Film — 30 April 2015


Rick Segreda

Winner of the 2014 Academy Award for Best Actress, “Still Alice” is a sincere humanist drama that lives up to, but does not transcend, its good intentions. Which is to say that this film, co-written and co-directed by Wash Westmoreland and the late Richard Glatzer, is a compassionate and humane presentation of the horrors of Alzheimer’s visited upon thoroughly decent individuals, but does not aspire to communicate any deeper or original ideas about the human condition.

In this sense, it is closer to the middle-class, and oftentimes middle-brow, made-for-television dramas than 2006’s more creative and ambitious treatment of the same subject, “Away From Her,” directed by Sarah Polley, and based on a short story by Alice Munro. The latter film utilized Alzheimer’s as a starting point to explore old age, marriage, sexuality, and the meaning of life, among other themes. Here, the focus is more limited to a well-meant affirmation of love and loyalty in sickness and in health, which is fine unto itself, but not quite the stuff of the most memorable art.

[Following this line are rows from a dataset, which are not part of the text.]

//! Summary statistics for numeric columns
//!
//! Provides the per-column descriptive summary:
//! - Count and missing count
//! - Mean and sample standard deviation (n - 1 denominator)
//! - Five-number summary (min, quartiles, max)
//! - Skewness (adjusted Fisher-Pearson G1) and excess kurtosis
//!
//! Undefined statistics are reported as NaN rather than errors.

use imsight_io::{NumericColumnSet, Table};
use serde::{Deserialize, Serialize};

#[cfg(feature = "parallel")]
use rayon::prelude::*;

use crate::error::{StatsError, StatsResult};
use crate::quantile::{FiveNumberSummary, SortedSample};

/// Summary statistics for one numeric column
#[derive(Debug, Clone, PartialEq, Serialize, Deserialize)]
pub struct ColumnSummary {
    /// Column name
    pub column: String,
    /// Number of present values
    pub count: usize,
    /// Number of missing values
    pub missing: usize,
    /// Mean (average)
    pub mean: f64,
    /// Sample standard deviation
    pub std_dev: f64,
    /// Minimum value
    pub min: f64,
    /// 25th percentile
    pub q1: f64,
    /// Median (50th percentile)
    pub median: f64,
    /// 75th percentile
    pub q3: f64,
    /// Maximum value
    pub max: f64,
    /// Adjusted Fisher-Pearson skewness
    pub skewness: f64,
    /// Excess kurtosis
    pub kurtosis: f64,
}

impl ColumnSummary {
    /// Compute summary statistics from data; NaN and infinite values count as missing
    pub fn from_data(column: impl Into<String>, data: &[f64]) -> Self {
        let sample = SortedSample::from_data(data);
        let missing = data.len() - sample.len();

        let Some(five) = sample.five_number_summary() else {
            return Self::empty(column, missing);
        };

        let moments = Moments::from_sorted(sample.values(), five.min == five.max);

        Self {
            column: column.into(),
            count: sample.len(),
            missing,
            mean: moments.mean,
            std_dev: moments.sample_std_dev(),
            min: five.min,
            q1: five.q1,
            median: five.median,
            q3: five.q3,
            max: five.max,
            skewness: moments.skewness(),
            kurtosis: moments.excess_kurtosis(),
        }
    }

    /// Create empty statistics (all NaN)
    fn empty(column: impl Into<String>, missing: usize) -> Self {
        Self {
            column: column.into(),
            count: 0,
            missing,
            mean: f64::NAN,
            std_dev: f64::NAN,
            min: f64::NAN,
            q1: f64::NAN,
            median: f64::NAN,
            q3: f64::NAN,
            max: f64::NAN,
            skewness: f64::NAN,
            kurtosis: f64::NAN,
        }
    }

    /// Min, quartiles and max as a five-number summary
    pub fn five_number_summary(&self) -> FiveNumberSummary {
        FiveNumberSummary {
            min: self.min,
            q1: self.q1,
            median: self.median,
            q3: self.q3,
            max: self.max,
        }
    }

    /// Get the interquartile range
    pub fn iqr(&self) -> f64 {
        self.q3 - self.q1
    }
}

/// Central moments of a sample
#[derive(Debug, Clone, Copy)]
struct Moments {
    n: usize,
    mean: f64,
    m2: f64,
    m3: f64,
    m4: f64,
}

impl Moments {
    /// `constant` short-circuits to exact zero spread so rounding in the
    /// mean cannot produce a tiny non-zero variance.
    fn from_sorted(values: &[f64], constant: bool) -> Self {
        let n = values.len();
        if constant {
            return Self {
                n,
                mean: values[0],
                m2: 0.0,
                m3: 0.0,
                m4: 0.0,
            };
        }

        let nf = n as f64;
        let mean = values.iter().sum::<f64>() / nf;

        let (mut s2, mut s3, mut s4) = (0.0, 0.0, 0.0);
        for &x in values {
            let d = x - mean;
            let d2 = d * d;
            s2 += d2;
            s3 += d2 * d;
            s4 += d2 * d2;
        }

        Self {
            n,
            mean,
            m2: s2 / nf,
            m3: s3 / nf,
            m4: s4 / nf,
        }
    }

    fn sample_std_dev(&self) -> f64 {
        if self.n < 2 {
            return f64::NAN;
        }
        let nf = self.n as f64;
        (self.m2 * nf / (nf - 1.0)).sqrt()
    }

    fn higher_moments_defined(&self) -> bool {
        self.n >= 3 && self.m2 > 0.0
    }

    /// G1 = sqrt(n(n-1)) / (n-2) * m3 / m2^1.5
    fn skewness(&self) -> f64 {
        if !self.higher_moments_defined() {
            return f64::NAN;
        }
        let nf = self.n as f64;
        let g1 = self.m3 / self.m2.powf(1.5);
        (nf * (nf - 1.0)).sqrt() / (nf - 2.0) * g1
    }

    /// g2 = m4 / m2^2 - 3
    fn excess_kurtosis(&self) -> f64 {
        if !self.higher_moments_defined() {
            return f64::NAN;
        }
        self.m4 / (self.m2 * self.m2) - 3.0
    }
}

/// Summarize every column of the numeric set, in set order
pub fn summarize_table(
    table: &Table,
    numeric: &NumericColumnSet,
) -> StatsResult<Vec<ColumnSummary>> {
    let summarize = |name: &String| -> StatsResult<ColumnSummary> {
        let values = table
            .column(name)
            .and_then(|c| c.to_f64())
            .ok_or_else(|| StatsError::ColumnNotFound(name.clone()))?;
        Ok(ColumnSummary::from_data(name.as_str(), &values))
    };

    #[cfg(feature = "parallel")]
    let summaries = numeric.names().par_iter().map(summarize).collect();

    #[cfg(not(feature = "parallel"))]
    let summaries = numeric.names().iter().map(summarize).collect();

    summaries
}

#[cfg(test)]
mod tests {
    use super::*;
    use imsight_io::DataColumn;

    fn approx(a: f64, b: f64, tol: f64) -> bool {
        (a - b).abs() < tol
    }

    #[test]
    fn test_summary_basic() {
        let stats = ColumnSummary::from_data("x", &[1.0, 2.0, 3.0, 4.0, 5.0]);

        assert_eq!(stats.count, 5);
        assert_eq!(stats.missing, 0);
        assert_eq!(stats.mean, 3.0);
        assert_eq!(stats.median, 3.0);
        assert!(approx(stats.std_dev, 1.5811, 1e-4));
        assert_eq!(stats.q1, 2.0);
        assert_eq!(stats.q3, 4.0);
        assert!(approx(stats.skewness, 0.0, 1e-12));
        // Uniform-like spacing: g2 = 6.8 / 4 - 3
        assert!(approx(stats.kurtosis, -1.3, 1e-12));
    }

    #[test]
    fn test_summary_with_nan() {
        let stats = ColumnSummary::from_data("x", &[1.0, 2.0, f64::NAN, 4.0, 5.0]);

        assert_eq!(stats.count, 4);
        assert_eq!(stats.missing, 1);
        assert_eq!(stats.min, 1.0);
        assert_eq!(stats.max, 5.0);
    }

    #[test]
    fn test_skewness_right_tail() {
        let stats = ColumnSummary::from_data("x", &[1.0, 2.0, 3.0, 10.0]);
        // mean 4, deviations -3 -2 -1 6: m2 = 12.5, m3 = 45
        let expected = 12.0f64.sqrt() / 2.0 * 45.0 / 12.5f64.powf(1.5);
        assert!(approx(stats.skewness, expected, 1e-12));
        assert!(stats.skewness > 1.0);
        // m4 = (81 + 16 + 1 + 1296) / 4 = 348.5
        assert!(approx(stats.kurtosis, 348.5 / 156.25 - 3.0, 1e-12));
    }

    #[test]
    fn test_constant_column() {
        let stats = ColumnSummary::from_data("x", &[0.1, 0.1, 0.1]);

        assert_eq!(stats.mean, 0.1);
        assert_eq!(stats.median, 0.1);
        assert_eq!(stats.std_dev, 0.0);
        assert!(stats.skewness.is_nan());
        assert!(stats.kurtosis.is_nan());
    }

    #[test]
    fn test_small_samples() {
        let one = ColumnSummary::from_data("x", &[7.0]);
        assert_eq!(one.mean, 7.0);
        assert!(one.std_dev.is_nan());
        assert!(one.skewness.is_nan());

        let two = ColumnSummary::from_data("x", &[1.0, 3.0]);
        assert!(approx(two.std_dev, 2f64.sqrt(), 1e-12));
        assert!(two.skewness.is_nan());
        assert!(two.kurtosis.is_nan());
    }

    #[test]
    fn test_all_missing() {
        let stats = ColumnSummary::from_data("empty", &[f64::NAN, f64::NAN]);

        assert_eq!(stats.count, 0);
        assert_eq!(stats.missing, 2);
        assert!(stats.mean.is_nan());
        assert!(stats.median.is_nan());
        assert!(stats.std_dev.is_nan());
        assert!(stats.skewness.is_nan());
        assert!(stats.kurtosis.is_nan());
    }

    #[test]
    fn test_summarize_table_order() {
        let table = Table::new(vec![
            ("b".to_string(), DataColumn::Int64(vec![Some(1), Some(2)])),
            ("name".to_string(), DataColumn::String(vec![None, None])),
            ("a".to_string(), DataColumn::Float64(vec![None, None])),
        ])
        .unwrap();
        let numeric = NumericColumnSet::classify(&table);

        let summaries = summarize_table(&table, &numeric).unwrap();
        assert_eq!(summaries.len(), 2);
        assert_eq!(summaries[0].column, "b");
        assert_eq!(summaries[0].mean, 1.5);
        assert_eq!(summaries[1].column, "a");
        assert_eq!(summaries[1].count, 0);
    }
}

In addition, and with respect to made-for-television dramas, “Still Alice” bears too close a resemblance to a much superior 1986 television film, “Do You Remember Love?,” starring Joanne Woodward and Richard Kiley.  Indeed, in an age in which Marvin Gaye’s estate can successfully sue Robin Thicke and Pharrell for the most dubious musical copyright infringement claims, one wonders why the earlier film’s screenwriter, Vickie Patik, hasn’t called her lawyer.

In both films, a middle-aged, married, female academic discovers she has early-onset Alzheimer’s. In both films, the loyalty of their husbands is tested under extreme stress. In both cases the condition progresses with unusual rapidity. Finally both conclude with the main character saying virtually the same thing. Even the respective fields of the main characters, poetry and linguistics, have notable similarities.

This might all be a total coincidence, and I must add, I feel guilty even broaching this issue. It turns out that a comparable drama behind-the-scenes was unfolding during the making of “Still Alice,” with co-writer and co-director, Richard Glatzer, suffering from ALS, aka Lou Gehrig ’s disease, and in fact, he died only a few days after Julianne Moore won her Oscar, leaving his professional and personal life partner, Wash Westmoreland, a widower.

Nonetheless, I would be dishonest if I didn’t acknowledge that, as well as mention that both “Do You Remember Love?” as well as “Away from Her” have a notable edge over “Still Alice” in that they devote almost as much time to the personal struggles of loving but powerless husband coping with the slow trauma of watching their most beloved become a virtual ghost, as they do the deterioration of the women they love.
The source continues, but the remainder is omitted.